We are all put on Earth for different reasons. This remarkably detailed, incredibly fun rumination on Sylvester Stallone’s ever-changing physique, however, could very well be why the good lord gave us Oliver Lee Bateman, who, for the task at hand, pretty much re-watched every one of Stallone’s films (even Over the Top and Stop! Or My Mom Will Shoot) and charted how he went from Italian beefcake to ripped gladiator to paunchy wannabe Oscar contender to age-defying hardbody:
“I grew up worshipping Stallone. Most of the other kids in school loved Schwarzenegger, but I didn’t much care for him beyond Predator (1987), The Running Man (1987) and Total Recall (1990) — great work that owed as much to the directors deploying their mannequin-like action star in the appropriate way as anything Schwarzenegger did. Stallone, on the other hand, was a constant source of inspiration. He wasn’t the biggest guy — even when he’d gotten as big as he conceivably could — and he always played characters who were beaten down yet still prevailed against all odds. And in his own distinctive way, Stallone could actually act; he wasn’t an iron-pumper who later turned to acting (a la Schwarzenegger), he was an actor who pumped up his career by pumping iron.

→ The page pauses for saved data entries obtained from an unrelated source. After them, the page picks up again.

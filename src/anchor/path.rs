//! Structural paths
//!
//! Addresses a node by the route from the document root, XPath style:
//!
//! ```text
//! path   = ("/" step)+
//! step   = tag ["[" index "]"] | "text()" ["[" index "]"]
//! index  = 1-based position among same-kind siblings
//! ```
//!
//! Element steps count preceding siblings with the same tag; text steps count
//! preceding text siblings only. An index of 1 is omitted for elements and
//! always written for text steps.

use std::fmt;
use std::str::FromStr;

use thiserror::Error;

use crate::dom::{Document, NodeData, NodeId};

/// Path parsing errors
#[derive(Debug, Error, PartialEq, Eq)]
pub enum PathParseError {
    #[error("Empty path")]
    Empty,

    #[error("Path must start with '/'")]
    MissingLeadingSlash,

    #[error("Empty step at position {0}")]
    EmptyStep(usize),

    #[error("Invalid index in step '{0}'")]
    InvalidIndex(String),

    #[error("Invalid tag name in step '{0}'")]
    InvalidTag(String),
}

/// One step of a structural path
#[derive(Debug, Clone, PartialEq, Eq, Hash)]
pub enum PathStep {
    /// The `index`-th child element named `tag`
    Element { tag: String, index: usize },
    /// The `index`-th child text node
    Text { index: usize },
}

/// Root-relative, sibling-indexed route to a node
#[derive(Debug, Clone, Default, PartialEq, Eq, Hash)]
pub struct StructuralPath {
    steps: Vec<PathStep>,
}

impl StructuralPath {
    pub fn is_empty(&self) -> bool {
        self.steps.is_empty()
    }

    /// Compute the path of `node`.
    ///
    /// Only elements and text nodes attached to the document root have a
    /// path; anything else yields `None`.
    pub fn encode(doc: &Document, node: NodeId) -> Option<Self> {
        let mut steps = Vec::new();
        let mut current = node;

        loop {
            if current == doc.root() {
                break;
            }
            let parent = doc.parent(current)?;
            let siblings = doc.children(parent);
            let position = siblings.iter().position(|&id| id == current)?;
            let preceding = &siblings[..position];

            let step = match doc.data(current)? {
                NodeData::Text(_) => PathStep::Text {
                    index: 1 + preceding.iter().filter(|&&id| doc.is_text(id)).count(),
                },
                NodeData::Element(element) => PathStep::Element {
                    tag: element.tag.clone(),
                    index: 1 + preceding
                        .iter()
                        .filter(|&&id| doc.tag_name(id) == Some(element.tag.as_str()))
                        .count(),
                },
                _ => return None,
            };
            steps.push(step);
            current = parent;
        }

        if steps.is_empty() {
            return None;
        }
        steps.reverse();
        Some(Self { steps })
    }

    /// Walk the path down from the document root
    pub fn decode(&self, doc: &Document) -> Option<NodeId> {
        if self.steps.is_empty() {
            return None;
        }

        let mut current = doc.root();
        for step in &self.steps {
            let children = doc.children(current);
            current = match step {
                PathStep::Text { index } => children
                    .iter()
                    .copied()
                    .filter(|&id| doc.is_text(id))
                    .nth(index.checked_sub(1)?)?,
                PathStep::Element { tag, index } => children
                    .iter()
                    .copied()
                    .filter(|&id| doc.tag_name(id) == Some(tag.as_str()))
                    .nth(index.checked_sub(1)?)?,
            };
        }
        Some(current)
    }
}

impl fmt::Display for StructuralPath {
    fn fmt(&self, f: &mut fmt::Formatter<'_>) -> fmt::Result {
        for step in &self.steps {
            match step {
                PathStep::Text { index } => write!(f, "/text()[{}]", index)?,
                PathStep::Element { tag, index } if *index == 1 => write!(f, "/{}", tag)?,
                PathStep::Element { tag, index } => write!(f, "/{}[{}]", tag, index)?,
            }
        }
        Ok(())
    }
}

impl FromStr for StructuralPath {
    type Err = PathParseError;

    fn from_str(s: &str) -> Result<Self, Self::Err> {
        if s.is_empty() {
            return Err(PathParseError::Empty);
        }
        let rest = s
            .strip_prefix('/')
            .ok_or(PathParseError::MissingLeadingSlash)?;

        let mut steps = Vec::new();
        for (position, raw) in rest.split('/').enumerate() {
            if raw.is_empty() {
                return Err(PathParseError::EmptyStep(position));
            }
            steps.push(parse_step(raw)?);
        }
        Ok(Self { steps })
    }
}

fn parse_step(raw: &str) -> Result<PathStep, PathParseError> {
    let (name, index) = match raw.find('[') {
        Some(open) => {
            let inner = raw[open + 1..]
                .strip_suffix(']')
                .ok_or_else(|| PathParseError::InvalidIndex(raw.to_string()))?;
            let index: usize = inner
                .parse()
                .map_err(|_| PathParseError::InvalidIndex(raw.to_string()))?;
            if index == 0 {
                return Err(PathParseError::InvalidIndex(raw.to_string()));
            }
            (&raw[..open], index)
        }
        None => (raw, 1),
    };

    if name == "text()" {
        return Ok(PathStep::Text { index });
    }
    if name.is_empty()
        || !name
            .chars()
            .all(|c| c.is_ascii_alphanumeric() || c == '-' || c == '_' || c == ':')
    {
        return Err(PathParseError::InvalidTag(raw.to_string()));
    }
    Ok(PathStep::Element {
        tag: name.to_ascii_lowercase(),
        index,
    })
}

“For the most sweeping of sweeping looks at that transformation, I got together with the two people closest to me (one by proximity, one by marriage) to binge-watch the signature moments of Stallone’s career. My next-door neighbor and friend Ryan Christie, a retired Army cavalry scout and sometime-writer, had already watched nearly everything that Stallone has appeared in, and cited the actor’s portrayals of various laconic he-men fighting to win America’s unwinnable wars as a major reason he enlisted after 9/11. Meanwhile, my wife Bethany, a therapist at a local university, had watched none of the Stallone canon, and thus, offered a fresh pair of eyes that had previously been trained primarily on Colin Firth’s depiction of Mr. Darcy in the BBC miniseries Pride and Prejudice.
“Our hope, as we watched and discussed these movies, was to parse not what made Stallone such a bankable star — we figured we’d leave that to Variety and The Hollywood Reporter — but how and why his body kept evolving, and the ways in which that impacted our viewing experience.”